The loss of the standpipe and the consequent lack of water with which to fight the flames was a great handicap,
but the citizens worked with a tremendous will and cleared a space in the ruins, with the purpose of checking the
blaze. The pumping station had been damaged and a group of men were there endeavouring to repair the machinery.
The roof had been blown in onto the machinery and pump, but after this was pried loose it was learned that water
could still be pumped. This gave a fairly good supply of water with which to fight the flames. While the men were
working to save their homes, another storm of near tornado character passed over the stricken section. Aid had
been summoned from Ashland, Wahoo and Lincoln, and of these Ashland was the first to arrive. However, before this
the fire had been controlled. Three wells were pumped dry before the pumping station was repaired. The delegations
from the different towns soon began to arrive and they lent material assistance in caring for those hurt and taking
the dead from the ruins. They also subscribed liberally to a fund for the assistance of the sufferers.
A careful search revealed the fact that nineteen persons had lost their lives and seventeen others were injured
and many had minor bruises. Twenty two buildings were almost totally demolished and a score of others were badly
damaged. There were some miraculous escapes from death and many lives were saved by the freakish actions of the
storm. People were hurled through the air and carried several hundred feet and yet escaped. One child was carried
a quarter mile from his home, but was unfortunately killed. The path of the storm could be followed through the
town by the wreckage, but there were some peculiar turns and twists outside of the path, where a building would
be wrecked and those beside it not touched.
The nineteen persons who lost their lives in the storm or died afterwards from injuries were: Mrs W. A. Steinbaugh
and baby, Mr. and Mrs. A. R. Hammond and child, Mrs. Fred Gilster, Mr. and Mrs. Herman Starrman (postmaster), Henry
Schele, Mrs. William Babcock and seven year old daughter, three children of Fred Haynes, child of H. C. Jensen,
child of John Rhode, Mrs. William Soggert, Mrs. Hans Behrens, and infant of Fred Ohm.
The injured were: Mrs. Storm, John Heldt, daughter of Herman Starrman, William Soggert, Mr. and Mrs. Fred Haynes,
son of William Babcock, son of Dan Harmon, Mr. and Mrs. R. Jensen, Mr. and Mrs. John Rhode, Mrs. Fred Fuscher,
Mrs. Chris Passo and Mr. and Mrs. Fred Ohm.

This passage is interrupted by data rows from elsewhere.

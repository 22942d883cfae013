//! Error types for configuration operations.
//!
//! This module defines the error types that can occur during configuration
//! loading, parsing, and validation.

use std::path::PathBuf;

/// Errors that can occur during configuration operations.
#[derive(Debug, thiserror::Error)]
pub enum ConfigError {
    /// Failed to read a configuration file.
    #[error("failed to read config file at {path}: {source}")]
    ReadFile {
        /// The path that could not be read.
        path: PathBuf,
        /// The underlying I/O error.
        #[source]
        source: std::io::Error,
    },

    /// Failed to write a configuration file.
    #[error("failed to write config file at {path}: {source}")]
    WriteFile {
        /// The path that could not be written.
        path: PathBuf,
        /// The underlying I/O error.
        #[source]
        source: std::io::Error,
    },

    /// Failed to parse JSON5 configuration.
    #[error("failed to parse config: {0}")]
    ParseJson5(#[from] serde_json5::Error),

    /// Failed to serialize configuration to JSON.
    #[error("failed to serialize config: {0}")]
    SerializeJson(#[from] serde_json::Error),

    /// Row height outside the supported range.
    #[error("invalid row height {value}: must be between 1 and {max}")]
    InvalidRowHeight {
        /// The configured height.
        value: u16,
        /// The largest accepted height.
        max: u16,
    },

    /// Track width that is not a finite, positive number.
    #[error("invalid track width {0}: must be a positive number")]
    InvalidTrackWidth(f64),

    /// A configured column name is blank.
    #[error("invalid column at position {0}: column names cannot be empty")]
    EmptyColumn(usize),

    /// Failed to determine home directory.
    #[error("could not determine home directory")]
    NoHomeDirectory,
}

/// A specialized Result type for configuration operations.
pub type Result<T> = std::result::Result<T, ConfigError>;
//! Login prompt widget.

use ratatui::{
    buffer::Buffer,
    layout::{Alignment, Rect},
    style::{Color, Modifier, Style},
    text::{Line, Span},
    widgets::{Block, BorderType, Borders, Clear, Paragraph, Widget},
};

use crate::state::LoginState;
use crate::widgets::help::centered_rect;

const LOGIN_WIDTH: u16 = 40;
const LOGIN_HEIGHT: u16 = 7;

/// Renders the password prompt centered in `area`.
///
/// ```text
/// ╭ Sign in ─────────────────────────────╮
/// │                                      │
/// │  Password: ••••                      │
/// │                                      │
/// │  Enter to sign in · Ctrl+C to quit   │
/// ╰──────────────────────────────────────╯
/// ```
pub fn render_login_prompt(login: &LoginState, area: Rect, buf: &mut Buffer) {
    let popup_area = centered_rect(LOGIN_WIDTH, LOGIN_HEIGHT, area);
    Clear.render(popup_area, buf);

    let block = Block::default()
        .title(Span::styled(
            " Sign in ",
            Style::default()
                .fg(Color::Cyan)
                .add_modifier(Modifier::BOLD),
        ))
        .borders(Borders::ALL)
        .border_type(BorderType::Rounded)
        .border_style(Style::default().fg(Color::Cyan));

    let status = match &login.error {
        Some(error) => Line::from(Span::styled(
            format!("  {error}"),
            Style::default().fg(Color::Red),
        )),
        None => Line::from(""),
    };

    let lines = vec![
        Line::from(""),
        Line::from(vec![
            Span::styled("  Password: ", Style::default().fg(Color::White)),
            Span::styled(login.masked(), Style::default().fg(Color::Yellow)),
            Span::styled("▏", Style::default().fg(Color::DarkGray)),
        ]),
        status,
        Line::from(Span::styled(
            "  Enter to sign in · Ctrl+C to quit",
            Style::default()
                .fg(Color::DarkGray)
                .add_modifier(Modifier::ITALIC),
        )),
    ];

    Paragraph::new(lines)
        .block(block)
        .alignment(Alignment::Left)
        .render(popup_area, buf);
}
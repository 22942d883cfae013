//! Asynchronous record loading.

use std::path::{Path, PathBuf};

use anyhow::Context;
use gantt_protocol::{Record, dummy::sample_records, parse_records};
use gantt_tui::{RecordLoad, RecordReceiver};
use tokio::sync::oneshot;

/// Starts loading records in the background.
///
/// Reads `path` as a JSON array of records, or uses the built-in sample
/// fixture when no path is given. The result arrives on the returned
/// receiver exactly once.
pub fn spawn_loader(path: Option<PathBuf>) -> RecordReceiver {
    let (tx, rx) = oneshot::channel();
    tokio::spawn(async move {
        let load = match path {
            Some(path) => load_records(&path).await,
            None => {
                tracing::info!("no data file given, showing sample records");
                Ok(sample_records())
            }
        };
        if tx.send(load).is_err() {
            tracing::debug!("viewer exited before records were loaded");
        }
    });
    rx
}

/// Reads and parses a record file.
///
/// # Errors
///
/// Returns an error if the file cannot be read or is not a JSON array of
/// records.
pub async fn load_records(path: &Path) -> RecordLoad {
    tracing::debug!(path = %path.display(), "reading records");
    let json = tokio::fs::read_to_string(path)
        .await
        .with_context(|| format!("failed to read {}", path.display()))?;
    let records: Vec<Record> =
        parse_records(&json).with_context(|| format!("invalid records in {}", path.display()))?;
    tracing::info!(count = records.len(), path = %path.display(), "records loaded");
    Ok(records)
}

#[cfg(test)]
mod tests {
    use super::*;
    use tempfile::TempDir;

    #[tokio::test]
    async fn loads_records_from_file() {
        let dir = TempDir::new().unwrap();
        let path = dir.path().join("tasks.json");
        let json = serde_json::json!([
            {
                "id": 1,
                "task_name": "Kickoff",
                "start": "2023-06-01T09:00:00",
                "finish": "2023-06-02T17:00:00"
            },
            { "id": 2, "task_name": "Undated" }
        ]);
        std::fs::write(&path, json.to_string()).unwrap();

        let records = spawn_loader(Some(path)).await.unwrap().unwrap();
        assert_eq!(records.len(), 2);
        assert_eq!(records[0].field("task_name"), "Kickoff");
        assert!(records[0].span().is_some());
        assert!(records[1].span().is_none());
    }

    #[tokio::test]
    async fn missing_path_uses_sample_records() {
        let records = spawn_loader(None).await.unwrap().unwrap();
        assert_eq!(records.len(), sample_records().len());
    }

    #[tokio::test]
    async fn missing_file_reports_path() {
        let dir = TempDir::new().unwrap();
        let path = dir.path().join("nope.json");

        let err = spawn_loader(Some(path)).await.unwrap().unwrap_err();
        assert!(format!("{err:#}").contains("nope.json"));
    }

    #[tokio::test]
    async fn invalid_json_is_an_error() {
        let dir = TempDir::new().unwrap();
        let path = dir.path().join("tasks.json");
        std::fs::write(&path, "{ not an array").unwrap();

        let err = load_records(&path).await.unwrap_err();
        assert!(err.to_string().starts_with("invalid records in"));
    }
}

There were four churches in the village and all of them were more or less demolished. The Reformed Church and the
Free Methodist Churches were totally destroyed. St. John's English Church was jammed out of shape and was torn
down. St. John's German Evangelical Lutheran Church was moved from its foundation, the steeple and entire front
torn out and the interior damaged. The first two churches have never been rebuilt.
The following residences were demolished or nearly so: Hans Storm, Mrs. Amelia Jacobs, Fred Steinbaugh, Mrs F Hirsch,
Miss Mertins, Henry Bierbaum, John Bender, Mrs. Wibka Behrens, William Soggert, J. Batton, Mrs. Gilster, Henry
Hirschman, Chris Passo, Ben Freeman, Ed Hayden, F. C. Mamann, Fred Hayden, Mrs. McNett, Susie Wuethrich, Dan Harmon,
Henry Held, W. J. Parrnenter, Mrs. Adsit and J. Holdst.
The following homes and buildings were more or less damaged: Fred Stamp, Herman Stang, Fred Hirsch, Claus Eggers,
John Zugg, Mrs. Siepkin, Fred Fuscher, John Heldt, John Ohm, Mrs. Nellie Bell's drug store, Otto Peters, Fred Hamann,
H C Peters, B. & M. depot, Trans Mississippi elevator, Reverend Iffert, Mrs. Hubble, W. J. Parmenter, Doctor
Koerber, Mrs. Wirmer.
There were a number of people living in tenement houses who lost everything they had. A terrible gloom came over
the town after the disaster and as soon as possible a relief commission composed of William Miller and R. H. Parks
was appointed and they received and distributed many articles of clothes and furniture and gave out a cash fund
of nearly six thousand dollars. The committee aided many families and assisted in building nine cottages for the
most unfortunate. Other donations were received from outside towns and from various personal sources.